Task to complete -
All of the data should be restated word for word.

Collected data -
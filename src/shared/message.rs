//! Chat Message Data Structure
//!
//! A message has exactly one destination: a receiver for personal messages,
//! a project, or a workspace. The destination is a tagged enum flattened
//! into the message, so the serialized form carries `type` alongside the one
//! matching id field:
//!
//! ```json
//! {"id":"..","sender":"..","type":"workspace","workspace":"..","content":"hi",
//!  "attachments":[],"readBy":[{"reader":"..","readAt":".."}],"createdAt":".."}
//! ```

use chrono::{DateTime, SubsecRound, Utc};
use serde::{Deserialize, Serialize};
use uuid::Uuid;

use crate::shared::error::SharedError;

/// Longest accepted message body, in characters
pub const MAX_CONTENT_LEN: usize = 10_000;

/// Largest attachment size that storage holds without loss
pub const MAX_ATTACHMENT_SIZE: u64 = i64::MAX as u64;

/// Current time at millisecond precision, so values survive storage unchanged
pub fn timestamp_now() -> DateTime<Utc> {
    Utc::now().trunc_subsecs(3)
}

/// Message class, as stored in the `kind` column
#[derive(Debug, Clone, Copy, Serialize, Deserialize, PartialEq, Eq, Hash)]
#[serde(rename_all = "lowercase")]
pub enum MessageKind {
    Personal,
    Project,
    Workspace,
}

impl MessageKind {
    pub fn as_str(&self) -> &'static str {
        match self {
            MessageKind::Personal => "personal",
            MessageKind::Project => "project",
            MessageKind::Workspace => "workspace",
        }
    }

    pub fn parse(s: &str) -> Option<Self> {
        match s {
            "personal" => Some(MessageKind::Personal),
            "project" => Some(MessageKind::Project),
            "workspace" => Some(MessageKind::Workspace),
            _ => None,
        }
    }
}

/// Where a message is addressed
#[derive(Debug, Clone, Copy, Serialize, Deserialize, PartialEq, Eq, Hash)]
#[serde(tag = "type", rename_all = "lowercase")]
pub enum Destination {
    Personal { receiver: Uuid },
    Project { project: Uuid },
    Workspace { workspace: Uuid },
}

impl Destination {
    pub fn kind(&self) -> MessageKind {
        match self {
            Destination::Personal { .. } => MessageKind::Personal,
            Destination::Project { .. } => MessageKind::Project,
            Destination::Workspace { .. } => MessageKind::Workspace,
        }
    }
}

/// File attached to a message
#[derive(Debug, Clone, Serialize, Deserialize, PartialEq, Eq)]
#[serde(rename_all = "camelCase")]
pub struct Attachment {
    pub filename: String,
    pub url: String,
    pub content_type: String,
    pub size: u64,
    pub uploader: Uuid,
    pub uploaded_at: DateTime<Utc>,
}

/// A reader and the moment they first read the message
#[derive(Debug, Clone, Serialize, Deserialize, PartialEq, Eq)]
#[serde(rename_all = "camelCase")]
pub struct ReadReceipt {
    pub reader: Uuid,
    pub read_at: DateTime<Utc>,
}

/// Represents a persisted chat message
#[derive(Debug, Clone, Serialize, Deserialize, PartialEq, Eq)]
#[serde(rename_all = "camelCase")]
pub struct Message {
    /// Unique message ID
    pub id: Uuid,
    /// User who sent the message
    pub sender: Uuid,
    /// Receiver, project or workspace
    #[serde(flatten)]
    pub destination: Destination,
    /// Message body
    pub content: String,
    /// Attachments in upload order
    pub attachments: Vec<Attachment>,
    /// Read receipts in the order they were recorded
    pub read_by: Vec<ReadReceipt>,
    /// When the message was created
    pub created_at: DateTime<Utc>,
}

impl Message {
    /// Create a new message, already read by its sender
    pub fn new(
        sender: Uuid,
        destination: Destination,
        content: String,
        attachments: Vec<Attachment>,
    ) -> Self {
        let created_at = timestamp_now();
        Self {
            id: Uuid::new_v4(),
            sender,
            destination,
            content,
            attachments,
            read_by: vec![ReadReceipt {
                reader: sender,
                read_at: created_at,
            }],
            created_at,
        }
    }

    pub fn kind(&self) -> MessageKind {
        self.destination.kind()
    }

    pub fn is_read_by(&self, reader: Uuid) -> bool {
        self.read_by.iter().any(|r| r.reader == reader)
    }

    /// Record a read receipt. The first receipt per reader wins; returns
    /// `false` when the reader already had one.
    pub fn mark_read(&mut self, reader: Uuid, read_at: DateTime<Utc>) -> bool {
        if self.is_read_by(reader) {
            return false;
        }
        self.read_by.push(ReadReceipt { reader, read_at });
        true
    }
}

/// Trim and check a message body
///
/// Blank content is only accepted when the message carries attachments.
pub fn validate_content(content: &str, has_attachments: bool) -> Result<String, SharedError> {
    let trimmed = content.trim();
    if trimmed.is_empty() && !has_attachments {
        return Err(SharedError::validation(
            "content",
            "Message content cannot be empty",
        ));
    }
    if trimmed.chars().count() > MAX_CONTENT_LEN {
        return Err(SharedError::validation(
            "content",
            format!("Message content exceeds {} characters", MAX_CONTENT_LEN),
        ));
    }
    Ok(trimmed.to_string())
}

Answer for the task -
filename src/shared/message.rs
//! Chat Message Data Structure
//!
//! A message has exactly one destination: a receiver for personal messages,
//! a project, or a workspace. The destination is a tagged enum flattened
//! into the message, so the serialized form carries `type` alongside the one
//! matching id field:
//!
//! ```json
//! {"id":"..","sender":"..","type":"workspace","workspace":"..","content":"hi",
//!  "attachments":[],"readBy":[{"reader":"..","readAt":".."}],"createdAt":".."}
//! ```

use chrono::{DateTime, SubsecRound, Utc};
use serde::{Deserialize, Serialize};
use uuid::Uuid;

use crate::shared::error::SharedError;

/// Longest accepted message body, in characters
pub const MAX_CONTENT_LEN: usize = 10_000;

/// Largest attachment size that storage holds without loss
pub const MAX_ATTACHMENT_SIZE: u64 = i64::MAX as u64;

/// Current time at millisecond precision, so values survive storage unchanged
pub fn timestamp_now() -> DateTime<Utc> {
    Utc::now().trunc_subsecs(3)
}

/// Message class, as stored in the `kind` column
#[derive(Debug, Clone, Copy, Serialize, Deserialize, PartialEq, Eq, Hash)]
#[serde(rename_all = "lowercase")]
pub enum MessageKind {
    Personal,
    Project,
    Workspace,
}

impl MessageKind {
    pub fn as_str(&self) -> &'static str {
        match self {
            MessageKind::Personal => "personal",
            MessageKind::Project => "project",
            MessageKind::Workspace => "workspace",
        }
    }

    pub fn parse(s: &str) -> Option<Self> {
        match s {
            "personal" => Some(MessageKind::Personal),
            "project" => Some(MessageKind::Project),
            "workspace" => Some(MessageKind::Workspace),
            _ => None,
        }
    }
}

/// Where a message is addressed
#[derive(Debug, Clone, Copy, Serialize, Deserialize, PartialEq, Eq, Hash)]
#[serde(tag = "type", rename_all = "lowercase")]
pub enum Destination {
    Personal { receiver: Uuid },
    Project { project: Uuid },
    Workspace { workspace: Uuid },
}

impl Destination {
    pub fn kind(&self) -> MessageKind {
        match self {
            Destination::Personal { .. } => MessageKind::Personal,
            Destination::Project { .. } => MessageKind::Project,
            Destination::Workspace { .. } => MessageKind::Workspace,
        }
    }
}

/// File attached to a message
#[derive(Debug, Clone, Serialize, Deserialize, PartialEq, Eq)]
#[serde(rename_all = "camelCase")]
pub struct Attachment {
    pub filename: String,
    pub url: String,
    pub content_type: String,
    pub size: u64,
    pub uploader: Uuid,
    pub uploaded_at: DateTime<Utc>,
}

/// A reader and the moment they first read the message
#[derive(Debug, Clone, Serialize, Deserialize, PartialEq, Eq)]
#[serde(rename_all = "camelCase")]
pub struct ReadReceipt {
    pub reader: Uuid,
    pub read_at: DateTime<Utc>,
}

/// Represents a persisted chat message
#[derive(Debug, Clone, Serialize, Deserialize, PartialEq, Eq)]
#[serde(rename_all = "camelCase")]
pub struct Message {
    /// Unique message ID
    pub id: Uuid,
    /// User who sent the message
    pub sender: Uuid,
    /// Receiver, project or workspace
    #[serde(flatten)]
    pub destination: Destination,
    /// Message body
    pub content: String,
    /// Attachments in upload order
    pub attachments: Vec<Attachment>,
    /// Read receipts in the order they were recorded
    pub read_by: Vec<ReadReceipt>,
    /// When the message was created
    pub created_at: DateTime<Utc>,
}

impl Message {
    /// Create a new message, already read by its sender
    pub fn new(
        sender: Uuid,
        destination: Destination,
        content: String,
        attachments: Vec<Attachment>,
    ) -> Self {
        let created_at = timestamp_now();
        Self {
            id: Uuid::new_v4(),
            sender,
            destination,
            content,
            attachments,
            read_by: vec![ReadReceipt {
                reader: sender,
                read_at: created_at,
            }],
            created_at,
        }
    }

    pub fn kind(&self) -> MessageKind {
        self.destination.kind()
    }

    pub fn is_read_by(&self, reader: Uuid) -> bool {
        self.read_by.iter().any(|r| r.reader == reader)
    }

    /// Record a read receipt. The first receipt per reader wins; returns
    /// `false` when the reader already had one.
    pub fn mark_read(&mut self, reader: Uuid, read_at: DateTime<Utc>) -> bool {
        if self.is_read_by(reader) {
            return false;
        }
        self.read_by.push(ReadReceipt { reader, read_at });
        true
    }
}

/// Trim and check a message body
///
/// Blank content is only accepted when the message carries attachments.
pub fn validate_content(content: &str, has_attachments: bool) -> Result<String, SharedError> {
    let trimmed = content.trim();
    if trimmed.is_empty() && !has_attachments {
        return Err(SharedError::validation(
            "content",
            "Message content cannot be empty",
        ));
    }
    if trimmed.chars().count() > MAX_CONTENT_LEN {
        return Err(SharedError::validation(
            "content",
            format!("Message content exceeds {} characters", MAX_CONTENT_LEN),
        ));
    }
    Ok(trimmed.to_string())
}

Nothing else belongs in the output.